Fitch Ratings said Monday it affirmed the Philippines credit rating at investment-grade of ‘BBB’ but revised the outlook on the country’s long-term foreign-currency issuer default rating from “negative” to “stable” on resilient economic growth.
“The revision of the outlook to stable reflects Fitch’s improved confidence that the Philippines is returning to strong medium-term growth after the Covid-19 pandemic, supporting sustained reductions in government debt/GDP, after substantial increases in recent years,” Fitch said in a statement.
The international debt watcher said the revision also reflected its assessment that the Philippines’ economic policy framework remains sound and in line with ‘BBB’ peers, despite its low scores on World Bank Governance indicators.
It said the revision comes despite some relative deterioration over the last years in credit metrics that previously had been strengths, including in government debt/GDP and net external debt/GDP.
“We forecast real GDP growth of above 6 percent over the medium term, considerably stronger than the ‘BBB’ median of 3 percent, after a record outturn of 7.6 percent in 2022, reflecting normalization of activity after the pandemic and the government’s investment program.
It noted that growth moderated to 6.6 percent year-on-year in the first quarter of 2023, with the post-pandemic recovery boost fading. Ongoing reforms to the business environment and investment regulations create upside potential for growth, it said.
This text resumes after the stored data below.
impl IngredientService {
    /// One page of the user's ingredients with their recipe usage
    pub async fn list(
        db: &RestClient,
        cache: &ResponseCache,
        user_id: Uuid,
        params: &IngredientListParams,
    ) -> Result<IngredientListResponse, ApiError> {
        let query = resolve_ingredient_list_params(params).map_err(ApiError::Validation)?;

        let key = ResponseCache::key_for(&query);
        let seen = cache.generation(ns::INGREDIENTS, user_id);
        if let Some(cached) = cache.get(ns::INGREDIENTS, user_id, &key).await {
            return Ok(cached);
        }

        let fetched = IngredientRepository::list_page(db, user_id, &query)
            .await
            .map_err(ApiError::baas_ctx("Failed to fetch ingredients"))?;

        let ids: Vec<Uuid> = fetched.rows.iter().map(|r| r.id).collect();
        let usage = RecipeIngredientRepository::usage_counts(db, &ids)
            .await
            .map_err(ApiError::baas_ctx("Failed to fetch ingredients"))?;

        let response = IngredientListResponse {
            data: fetched
                .rows
                .into_iter()
                .map(|r| IngredientListItem {
                    usage_count: Some(usage.get(&r.id).copied().unwrap_or(0)),
                    id: r.id,
                    name: r.name,
                    created_at: r.created_at,
                })
                .collect(),
            meta: ListMeta {
                total: fetched.total.unwrap_or(0),
                page: query.page,
                limit: query.limit,
            },
        };

        cache
            .put_if_current(ns::INGREDIENTS, user_id, &key, &response, seen)
            .await;
        Ok(response)
    }

    /// Add an ingredient; a soft-deleted one with the same name comes back
    pub async fn create(
        db: &RestClient,
        cache: &ResponseCache,
        user_id: Uuid,
        req: &CreateIngredientRequest,
    ) -> Result<IngredientResponse, ApiError> {
        validate_ingredient_name(&req.name).map_err(ApiError::Validation)?;
        let name = req.name.trim();

        let existing = IngredientRepository::find_by_name(db, user_id, name)
            .await
            .map_err(ApiError::baas_ctx("Failed to create ingredient"))?;

        let record = match existing {
            Some(found) if found.is_active => {
                return Err(ApiError::Conflict(DUPLICATE_NAME.to_string()));
            }
            Some(inactive) => {
                debug!(ingredient_id = %inactive.id, "Reactivating ingredient");
                IngredientRepository::reactivate(db, user_id, inactive.id)
                    .await
                    .map_err(ApiError::baas_ctx("Failed to create ingredient"))?
            }
            None => IngredientRepository::create(db, &CreateIngredient::new(user_id, name))
                .await
                .map_err(ApiError::baas_ctx("Failed to create ingredient"))?,
        };

        cache.invalidate(ns::INGREDIENTS, user_id).await;
        info!(%user_id, ingredient_id = %record.id, "Ingredient created");
        Ok(record.into())
    }

    pub async fn rename(
        db: &RestClient,
        cache: &ResponseCache,
        user_id: Uuid,
        id: Uuid,
        req: &UpdateIngredientRequest,
    ) -> Result<IngredientResponse, ApiError> {
        validate_ingredient_name(&req.name).map_err(ApiError::Validation)?;
        let name = req.name.trim();

        let duplicate = IngredientRepository::find_other_by_name(db, user_id, name, id)
            .await
            .map_err(ApiError::baas_ctx("Failed to update ingredient"))?;
        if duplicate.is_some() {
            return Err(ApiError::Conflict(DUPLICATE_NAME.to_string()));
        }

        let record = IngredientRepository::rename(db, user_id, id, name)
            .await
            .map_err(ApiError::baas_ctx("Failed to update ingredient"))?
            .ok_or_else(|| ApiError::NotFound("Ingredient not found".to_string()))?;

        // Recipe details embed ingredient names
        cache.invalidate(ns::INGREDIENTS, user_id).await;
        cache.invalidate(ns::RECIPES, user_id).await;
        Ok(record.into())
    }

    /// Soft delete, refused while any recipe uses the ingredient
    pub async fn delete(
        db: &RestClient,
        cache: &ResponseCache,
        user_id: Uuid,
        id: Uuid,
    ) -> Result<(), ApiError> {
        IngredientRepository::find_by_id(db, user_id, id)
            .await
            .map_err(ApiError::baas_ctx("Failed to delete ingredient"))?
            .ok_or_else(|| ApiError::NotFound("Ingredient not found".to_string()))?;

        let usage = RecipeIngredientRepository::count_for_ingredient(db, id)
            .await
            .map_err(ApiError::baas_ctx("Failed to delete ingredient"))?;
        if usage > 0 {
            return Err(ApiError::Conflict(
                "Cannot delete an ingredient that is used in recipes".to_string(),
            ));
        }

        if !IngredientRepository::deactivate(db, user_id, id)
            .await
            .map_err(ApiError::baas_ctx("Failed to delete ingredient"))?
        {
            return Err(ApiError::NotFound("Ingredient not found".to_string()));
        }

        cache.invalidate(ns::INGREDIENTS, user_id).await;
        cache.invalidate(ns::DASHBOARD, user_id).await;
        info!(%user_id, ingredient_id = %id, "Ingredient deleted");
        Ok(())
    }
}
Fitch said it expects the general government deficit to narrow to 2.8 percent of GDP in 2023 and 2024, from an estimated 3.3 percent of GDP in 2022 and 4.6 percent of GDP in 2021.
This is consistent with a narrowing of the budgetary central government deficit to 5.7 percent of GDP by 2024 from 7.3 percent of GDP in 2022 and 8.6 percent of GDP in 2021.
Fitch said the gradual pace of consolidation reflects the authorities’ focus on fostering economic growth and development.
It said the narrower general government deficits compared with central government deficits reflect the surpluses of local government units and social security funds.
The government is projecting a CG deficit of 5.1 percent of GDP by 2024, with most of the consolidation coming from spending efficiency gains and capital spending reductions. Fitch said neither would be fully realized in its opinion.
“We consider the fiscal revenue targets unambitious and expect them to be exceeded, as in recent years. However, spending will also likely exceed budgeted amounts. Overall budget balance outturns have tended to be close to targets in recent history,” it said.
Fitch also predicted that GG debt/GDP would decline to about 52 percent by 2024 on strong nominal GDP growth and narrowing fiscal deficits, after inching up to 54 percent in 2022.
It said this is broadly in line with its projections for the ‘BBB’ median, although the Philippines used to be stronger than the median.
The government maintained its CG debt/GDP target of below 60 percent by 2025 and 51 percent by 2028. “In our view, the 2022 debt outturn was flattered by a CG deposit drawdown of nearly 3 percent of GDP, which we do not believe can be repeated,” it said.
Fitch expects the current account deficit to narrow to 2.3 percent of GDP (about $11 billion) by 2024, from an estimated 4.4 percent of GDP (nearly $18 billion) in 2022, reflecting mainly a falling hydrocarbon import bill, which accounted for the spike in the CA deficit in 2022.
“Small structural CA deficits will likely persist in the medium term, even as the commodity shock subsides, on strong domestic demand and the government’s infrastructure buildout,” it said.